Dr. Salzhauer says he wrote the book to explain the surgery to the children of women who brought their offspring along to their consultations and appointments, a situation I find alarming. If you can afford cosmetic surgery, can’t you afford a babysitter? Involving a child in any medical decision has the potential to be traumatic. In the case of cancer or other life-changing illness participation may be necessary; for a boob job, not so much.

But I was most concerned by the interview with Gabriela Acosta, recounted in the article. She tells of how her son commented that her stomach looked “pruney” because of sagging skin left over from her pregnancy. First off, what’s she doing showing her abdomen to a son in third grade? Post kindergarten I’m a believer in modesty as the best course, so I really hope this was a passing observation at the beach. But in light of the rest of the interview, somehow, I don’t think so.

The reassuring tale helped win Acosta over—she scheduled breast augmentation and a tummy tuck. Since February, when she had the surgery, she and Junior have read the book a half dozen times, and she says it helped him feel excited rather than scared. “I didn’t want him to think [the surgery] was because I was hurting. It was to make me feel good,” she says.

That message seems to have gotten through. Instead of being uncomfortable about the surgery, Acosta says her son actually spoke up about it at a big party. “Did you see her new belly button? It’s so pretty!” he said of his mom. “I think he was proud,” she says.

Having your nine-year-old son so invested in what your body looks like that he points out your “pretty bellybutton” to people? There’s something wrong with that level of ownership. Also, they’ve continued to read this book after the surgery, and he feels “excited” about the changes to her body, and proud of them. Warning bells are going off here. Maybe it’s just me, but this has “creepy” written all over it. Whatever happened to boundaries?
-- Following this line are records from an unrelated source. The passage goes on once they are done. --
//! Types for authentication and user management

use serde::{Deserialize, Serialize};
use std::collections::HashMap;

/// Authentication response returned by sign-up and sign-in
#[derive(Debug, Clone, Serialize, Deserialize)]
pub struct AuthResponse {
    /// The user data
    pub user: Option<User>,

    /// The access token
    pub access_token: Option<String>,

    /// The refresh token
    pub refresh_token: Option<String>,

    /// The token type
    pub token_type: Option<String>,

    /// The expiry time in seconds
    pub expires_in: Option<i64>,
}

/// User data as returned by the auth service
#[derive(Debug, Clone, Serialize, Deserialize)]
pub struct User {
    /// The user ID
    pub id: String,

    /// The user's email address
    pub email: Option<String>,

    /// The user metadata; the display name lives under the `name` key
    #[serde(default)]
    pub user_metadata: HashMap<String, serde_json::Value>,
}

impl User {
    /// The display name stored in the user metadata, if any
    pub fn display_name(&self) -> Option<String> {
        self.user_metadata
            .get("name")
            .and_then(|v| v.as_str())
            .map(|s| s.to_string())
    }
}

/// The owner identity the listing workflow reads at submission time
#[derive(Debug, Clone, PartialEq, Eq)]
pub struct UserInfo {
    /// The user ID
    pub uid: String,

    /// The display name
    pub name: Option<String>,

    /// The email address
    pub email: Option<String>,
}

impl From<&User> for UserInfo {
    fn from(user: &User) -> Self {
        Self {
            uid: user.id.clone(),
            name: user.display_name(),
            email: user.email.clone(),
        }
    }
}

/// A sign-in or sign-out transition, published to subscribers
#[derive(Debug, Clone)]
pub enum AuthEvent {
    /// A user signed in
    SignedIn(UserInfo),

    /// The current user signed out
    SignedOut,
}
If it’s not inappropriate ownership, it hints to me of something equally unsettling. In my experience, kids are most gushing about things they are the most ambivalent about. They attempt to reassure themselves by convincing others that everything is ok — better than ok. That’s a heavy burden to place on a child, to comfort themselves by comforting you.

Children should not be supporting cast in their parents’ personal dramas. If you feel the need for validation on your choice to surgically alter your body, by all means talk to your friends, your partner, or an anonymous support group online. But leave the kids out of it. Keep your explanation, if you need to make one, short and sweet, and don’t rehash it for months afterward. They don’t need to know all about your body issues.

It’s their place to be children, not confidants. You’re the grownup. Act like one.

Jill at Writes Like She Talks covers some interesting territory about the book being self-published by a vanity press and asks how he managed to get it reviewed by Newsweek. Good question.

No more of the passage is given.